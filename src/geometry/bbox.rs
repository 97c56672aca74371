//! Axis-aligned and rotatable bounding boxes in top-left + size form.

use super::coord::Coord;
use super::{Normalized, Pixel};

/// An axis-aligned box given by its top-left corner and its size.
///
/// Like every other geometry value, the constructor does not reject
/// negative sizes or out-of-range corners; the validation report flags them.
#[derive(Clone, Copy, PartialEq)]
pub struct BoundingBox<TSpace> {
    pub top_left: Coord<TSpace>,
    pub width: f64,
    pub height: f64,
}

impl<TSpace> BoundingBox<TSpace> {
    #[inline]
    pub fn new(top_left: Coord<TSpace>, width: f64, height: f64) -> Self {
        Self {
            top_left,
            width,
            height,
        }
    }

    /// Creates a box from `x, y, w, h`, the order used in label documents.
    #[inline]
    pub fn from_xywh(x: f64, y: f64, width: f64, height: f64) -> Self {
        Self::new(Coord::new(x, y), width, height)
    }

    #[inline]
    pub fn x(&self) -> f64 {
        self.top_left.x
    }

    #[inline]
    pub fn y(&self) -> f64 {
        self.top_left.y
    }

    /// Returns the bottom-right corner.
    #[inline]
    pub fn bottom_right(&self) -> Coord<TSpace> {
        Coord::new(self.top_left.x + self.width, self.top_left.y + self.height)
    }

    #[inline]
    pub fn area(&self) -> f64 {
        self.width * self.height
    }

    #[inline]
    pub fn is_finite(&self) -> bool {
        self.top_left.is_finite() && self.width.is_finite() && self.height.is_finite()
    }
}

impl BoundingBox<Normalized> {
    /// Returns true if both corners lie inside the unit square.
    pub fn is_in_unit_square(&self) -> bool {
        self.top_left.is_in_unit_square() && self.bottom_right().is_in_unit_square()
    }

    /// Converts to absolute pixel coordinates for the given media size.
    pub fn to_pixel(&self, media_width: f64, media_height: f64) -> BoundingBox<Pixel> {
        BoundingBox::new(
            self.top_left.to_pixel(media_width, media_height),
            self.width * media_width,
            self.height * media_height,
        )
    }
}

impl BoundingBox<Pixel> {
    /// Converts to fractions of the given media size.
    pub fn to_normalized(&self, media_width: f64, media_height: f64) -> BoundingBox<Normalized> {
        BoundingBox::new(
            self.top_left.to_normalized(media_width, media_height),
            self.width / media_width,
            self.height / media_height,
        )
    }
}

impl<TSpace> std::fmt::Debug for BoundingBox<TSpace> {
    fn fmt(&self, f: &mut std::fmt::Formatter<'_>) -> std::fmt::Result {
        f.debug_struct("BoundingBox")
            .field("x", &self.top_left.x)
            .field("y", &self.top_left.y)
            .field("w", &self.width)
            .field("h", &self.height)
            .finish()
    }
}

/// A bounding box rotated clockwise by `theta` degrees around its centre.
#[derive(Clone, Copy, Debug, PartialEq)]
pub struct RotatableBoundingBox {
    pub bbox: BoundingBox<Normalized>,
    pub theta: f64,
}

impl RotatableBoundingBox {
    pub fn new(bbox: BoundingBox<Normalized>, theta: f64) -> Self {
        Self { bbox, theta }
    }

    #[inline]
    pub fn is_finite(&self) -> bool {
        self.bbox.is_finite() && self.theta.is_finite()
    }
}
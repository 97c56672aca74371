//! Annotation entities: object and classification instances.
//!
//! An entity is in exactly one editing regime at a time, tracked by
//! [`Binding`]:
//!
//! - **Detached** (or attached to the label row's root surface): frame data and
//!   dynamic answers live on the entity itself and are edited with
//!   [`ObjectInstance::set_for_frames`] and friends.
//! - **Space-bound**: once placed through a space, the entity's frame data lives
//!   in that space's index and the entity-level frame API is refused.
//!
//! Static answers live on the entity in both regimes, so every space an entity
//! is placed on sees the same answers.

mod answer;
mod registry;

pub use answer::{Answer, AnswerValue, FrameAnswer};
pub(crate) use answer::{answer_from_wire, answer_to_wire, DynamicAnswers, StaticAnswers};
pub use registry::{Entity, EntityRegistry};

use std::collections::{BTreeMap, BTreeSet};
use std::sync::Arc;

use crate::annotation::{AnnotationMetadata, OverlapStrategy, PutOptions};
use crate::error::{LabelError, Result};
use crate::frames::{FrameKey, Frames, Range};
use crate::geometry::{Geometry, Shape};
use crate::ids::{EntityHash, FeatureHash, SpaceId};
use crate::ontology::{Attribute, ClassificationClass, ObjectClass, Ontology};

const OBJECT_FRAMES_ON_SPACE: &str = "This operation is not allowed for objects that exist on a space. \
     For adding the object to different frames on a space, use SpaceMut::put_object_instance.";
const OBJECT_READ_ON_SPACE: &str = "This operation is not allowed for objects that exist on a space. \
     To read the object's annotations, use SpaceRef::get_object_instance_annotations.";
const OBJECT_DYNAMIC_ON_SPACE: &str = "This operation is not allowed for objects that exist on a space. \
     For dynamic attributes of objects on a space, use SpaceMut::set_answer_on_frames, \
     SpaceMut::get_answer_on_frames or SpaceMut::remove_answer_from_frame.";
const OBJECT_FRAMES_ON_LABEL_ROW: &str = "This object is attached to the label row. \
     Edit its frames with LabelRow::set_object_frames, or remove it with LabelRow::remove_object first.";
const CLASSIFICATION_FRAMES_ON_LABEL_ROW: &str = "This classification is attached to the label row. \
     Edit its frames with LabelRow::set_classification_frames, or remove it with \
     LabelRow::remove_classification first.";
const CLASSIFICATION_FRAMES_ON_SPACE: &str = "This operation is not allowed for classifications that exist on a space. \
     For adding the classification to different frames on a space, use SpaceMut::put_classification_instance.";
const CLASSIFICATION_READ_ON_SPACE: &str = "This operation is not allowed for classifications that exist on a space. \
     To read the classification's annotations, use SpaceRef::get_classification_instance_annotations.";
/// Reads an object's `actions`. Answers only land on frames in `annotated`;
/// a range reaching past `total` frames is rejected.
fn read_dynamic_entries<'c>(
    lookup: impl Fn(&FeatureHash) -> Option<&'c Attribute>,
    body: &Value,
    annotated: &BTreeSet<u32>,
    total: Option<u32>,
    answers: &mut DynamicAnswers,
) -> Result<()> {
    for action in as_array(body.get("actions"), "object actions")? {
        let Some(feature) = action.get("featureHash").and_then(Value::as_str) else {
            return Err(LabelError::malformed("action entry is missing 'featureHash'"));
        };
        let attribute = match lookup(&FeatureHash::new(feature)) {
            Some(attribute) if attribute.dynamic => attribute,
            Some(_) | None => {
                tracing::warn!(attribute = feature, "skipping action for a non-dynamic attribute");
                continue;
            }
        };
        let answer = answer_from_wire(attribute, action)?;
        let ranges = match action.get("range") {
            Some(range) => ranges_from_wire(range)?,
            None => Vec::new(),
        };
        if let Some(total) = total {
            if let Some(range) = ranges.iter().find(|r| r.end > total) {
                return Err(LabelError::malformed(format!(
                    "action range {range:?} of '{feature}' is outside the {total} frames of this data unit"
                )));
            }
        }
        let frames: Vec<u32> = annotated
            .iter()
            .copied()
            .filter(|frame| ranges.iter().any(|r| r.contains(*frame)))
            .collect();
        answers.set(attribute, answer.value, frames, answer.manual_annotation)?;
    }
    Ok(())
}

/// Builds an initialised label row from a document.
pub(crate) fn decode(ontology: Arc<Ontology>, document: &Value) -> Result<LabelRow> {
    decode_with(ontology, document, None)
}

/// Like [`decode`], filling metadata the document leaves out from `known`.
#[tracing::instrument(skip_all)]
pub(crate) fn decode_with(
    ontology: Arc<Ontology>,
    document: &Value,
    known: Option<&LabelRowMetadata>,
) -> Result<LabelRow> {
    let doc = as_object(document, "a label document")?;
    let unit = match doc.get("data_units") {
        Some(units) => as_object(units, "data_units")?
            .values()
            .next()
            .map(|unit| as_object(unit, "a data unit"))
            .transpose()?,
        None => None,
    };
    let metadata = read_metadata(doc, unit, known)?;
    let root_kind = metadata.root_kind();
    let mut row = LabelRow::new(Arc::clone(&ontology), metadata);

    let classification_answers = doc
        .get("classification_answers")
        .map(|index| as_object(index, "classification_answers"))
        .transpose()?;

    {
        let (registry, spaces, attached_objects, attached_classifications) = row.parts_mut();
        let mut reader = Reader {
            ontology: &ontology,
            registry,
            classification_answers,
            inline_answers: BTreeMap::new(),
        };

        if let Some(declared) = doc.get("spaces") {
            for (id, body) in as_object(declared, "spaces")? {
                let body = as_object(body, "a space")?;
                let space_id = SpaceId::new(id.as_str());
                if space_id.is_root() {
                    return Err(LabelError::malformed(
                        "the root space is not declared under 'spaces'",
                    ));
                }
                let mut space = Space::new(space_id.clone(), read_space_kind(id, body)?);
                if let Some(labels) = body.get("labels") {
                    reader.read_space_labels(&mut space, labels)?;
                }
                if let Some(actions) = body.get("object_actions") {
                    reader.read_space_actions(&mut space, actions)?;
                }
                spaces.insert(space_id, space);
            }
        }

        let labels = doc
            .get("labels")
            .or_else(|| unit.and_then(|unit| unit.get("labels")));
        if let Some(labels) = labels {
            reader.read_root_labels(&root_kind, labels, attached_objects, attached_classifications)?;
        }
        if let Some(index) = doc.get("object_answers") {
            reader.read_object_answers(index)?;
        }
        reader.read_classification_answers()?;
        if let Some(actions) = doc.get("object_actions") {
            let root = spaces
                .get_mut(&SpaceId::root())
                .ok_or(LabelError::UnknownSpace(SpaceId::root()))?;
            reader.read_root_actions(root, actions)?;
        }
    }

    row.mark_initialised();
    tracing::debug!(
        entities = row.registry().len(),
        spaces = row.spaces().count(),
        "decoded label row"
    );
    Ok(row)
}
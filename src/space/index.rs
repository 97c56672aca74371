//! Frame-keyed storage shared by object and classification annotations.

use std::collections::{BTreeMap, BTreeSet, HashMap};

use crate::annotation::{ClassificationAnnotation, ObjectAnnotation};
use crate::frames::FrameKey;
use crate::geometry::Geometry;
use crate::ids::EntityHash;

/// Anything stored in an [`AnnotationIndex`].
pub(crate) trait Indexed {
    fn entity(&self) -> &EntityHash;
    fn key(&self) -> FrameKey;
    /// A copy of this annotation stored under another key.
    fn rekeyed(&self, key: FrameKey) -> Self;
}

impl Indexed for ObjectAnnotation {
    fn entity(&self) -> &EntityHash {
        ObjectAnnotation::entity(self)
    }

    fn key(&self) -> FrameKey {
        ObjectAnnotation::key(self)
    }

    fn rekeyed(&self, key: FrameKey) -> Self {
        let geometry = match (key, self.geometry()) {
            (FrameKey::Range(range), Geometry::Range(_)) => Geometry::Range(range),
            (_, geometry) => geometry.clone(),
        };
        ObjectAnnotation::new(
            self.entity().clone(),
            self.space_id().clone(),
            key,
            geometry,
            self.metadata.clone(),
        )
    }
}

impl Indexed for ClassificationAnnotation {
    fn entity(&self) -> &EntityHash {
        ClassificationAnnotation::entity(self)
    }

    fn key(&self) -> FrameKey {
        ClassificationAnnotation::key(self)
    }

    fn rekeyed(&self, key: FrameKey) -> Self {
        ClassificationAnnotation::new(
            self.entity().clone(),
            self.space_id().clone(),
            key,
            self.feature_hash().clone(),
            self.metadata.clone(),
        )
    }
}

/// Annotations indexed by key, with a reverse index per entity and the order
/// in which entities were first placed.
///
/// At most one annotation exists per `(entity, key)`.
#[derive(Clone, Debug)]
pub(crate) struct AnnotationIndex<A> {
    by_key: BTreeMap<FrameKey, Vec<A>>,
    keys_by_entity: HashMap<EntityHash, BTreeSet<FrameKey>>,
    order: Vec<EntityHash>,
}

impl<A> Default for AnnotationIndex<A> {
    fn default() -> Self {
        Self {
            by_key: BTreeMap::new(),
            keys_by_entity: HashMap::new(),
            order: Vec::new(),
        }
    }
}

impl<A: Indexed> AnnotationIndex<A> {
    /// Stores an annotation, replacing one with the same entity and key.
    pub(crate) fn insert(&mut self, annotation: A) -> Option<A> {
        let entity = annotation.entity().clone();
        let key = annotation.key();
        let slot = self.by_key.entry(key).or_default();
        let replaced = match slot.iter().position(|a| a.entity() == &entity) {
            Some(i) => Some(std::mem::replace(&mut slot[i], annotation)),
            None => {
                slot.push(annotation);
                None
            }
        };
        let keys = self.keys_by_entity.entry(entity.clone()).or_default();
        if keys.is_empty() {
            self.order.push(entity);
        }
        keys.insert(key);
        replaced
    }

    pub(crate) fn get(&self, entity: &EntityHash, key: FrameKey) -> Option<&A> {
        self.by_key
            .get(&key)?
            .iter()
            .find(|a| a.entity() == entity)
    }

    pub(crate) fn get_mut(&mut self, entity: &EntityHash, key: FrameKey) -> Option<&mut A> {
        self.by_key
            .get_mut(&key)?
            .iter_mut()
            .find(|a| a.entity() == entity)
    }

    pub(crate) fn remove(&mut self, entity: &EntityHash, key: FrameKey) -> Option<A> {
        let slot = self.by_key.get_mut(&key)?;
        let position = slot.iter().position(|a| a.entity() == entity)?;
        let removed = slot.remove(position);
        if slot.is_empty() {
            self.by_key.remove(&key);
        }
        if let Some(keys) = self.keys_by_entity.get_mut(entity) {
            keys.remove(&key);
            if keys.is_empty() {
                self.keys_by_entity.remove(entity);
                self.order.retain(|e| e != entity);
            }
        }
        Some(removed)
    }

    /// Cuts `cut` out of an entity's annotations.
    ///
    /// Annotations whose key overlaps `cut` are removed; for ranges, the parts
    /// outside `cut` are stored again as trimmed copies. Returns the removed
    /// annotations as they were before trimming.
    pub(crate) fn carve(&mut self, entity: &EntityHash, cut: FrameKey) -> Vec<A> {
        let mut removed = Vec::new();
        for key in self.overlapping(entity, cut) {
            if let (FrameKey::Range(existing), FrameKey::Range(cut)) = (key, cut) {
                let pieces: Vec<A> = match self.get(entity, key) {
                    Some(annotation) => existing
                        .subtract(&cut)
                        .into_iter()
                        .map(|piece| annotation.rekeyed(FrameKey::Range(piece)))
                        .collect(),
                    None => Vec::new(),
                };
                // pieces go in first so the entity keeps its placement position
                for piece in pieces {
                    self.insert(piece);
                }
            }
            removed.extend(self.remove(entity, key));
        }
        removed
    }

    /// Removes every annotation of an entity, in key order.
    pub(crate) fn remove_entity(&mut self, entity: &EntityHash) -> Vec<A> {
        let keys: Vec<FrameKey> = self.keys_of(entity).collect();
        keys.into_iter()
            .filter_map(|key| self.remove(entity, key))
            .collect()
    }

    pub(crate) fn keys_of(&self, entity: &EntityHash) -> impl Iterator<Item = FrameKey> + '_ {
        self.keys_by_entity
            .get(entity)
            .into_iter()
            .flat_map(|keys| keys.iter().copied())
    }

    /// Keys of `entity` that overlap `key`.
    pub(crate) fn overlapping(&self, entity: &EntityHash, key: FrameKey) -> Vec<FrameKey> {
        self.keys_of(entity).filter(|k| k.overlaps(&key)).collect()
    }

    pub(crate) fn contains_entity(&self, entity: &EntityHash) -> bool {
        self.keys_by_entity.contains_key(entity)
    }

    /// Entities in the order they were first placed.
    pub(crate) fn entities(&self) -> &[EntityHash] {
        &self.order
    }

    pub(crate) fn at(&self, key: FrameKey) -> &[A] {
        self.by_key.get(&key).map_or(&[], Vec::as_slice)
    }

    pub(crate) fn iter_by_key(&self) -> impl Iterator<Item = (FrameKey, &[A])> {
        self.by_key.iter().map(|(k, v)| (*k, v.as_slice()))
    }

    /// Annotations of the given entities (or all) in placement order, each
    /// entity's annotations in key order.
    pub(crate) fn in_placement_order(&self, filter: Option<&[EntityHash]>) -> Vec<&A> {
        self.order
            .iter()
            .filter(|e| filter.map_or(true, |f| f.contains(e)))
            .flat_map(|e| self.keys_of(e).filter_map(move |k| self.get(e, k)))
            .collect()
    }

    pub(crate) fn len(&self) -> usize {
        self.by_key.values().map(Vec::len).sum()
    }

    pub(crate) fn is_empty(&self) -> bool {
        self.by_key.is_empty()
    }
}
◆ ◆ ◆
* _Problem statement_: Copy only this part of the entries above: the line with "and classification annotations.", the line with "fn entity(&self) -> &EntityHash;", and the lines between, all exactly as written.

* _Task output_:
//! Frame-keyed storage shared by object and classification annotations.

use std::collections::{BTreeMap, BTreeSet, HashMap};

use crate::annotation::{ClassificationAnnotation, ObjectAnnotation};
use crate::frames::FrameKey;
use crate::geometry::Geometry;
use crate::ids::EntityHash;

/// Anything stored in an [`AnnotationIndex`].
pub(crate) trait Indexed {
    fn entity(&self) -> &EntityHash;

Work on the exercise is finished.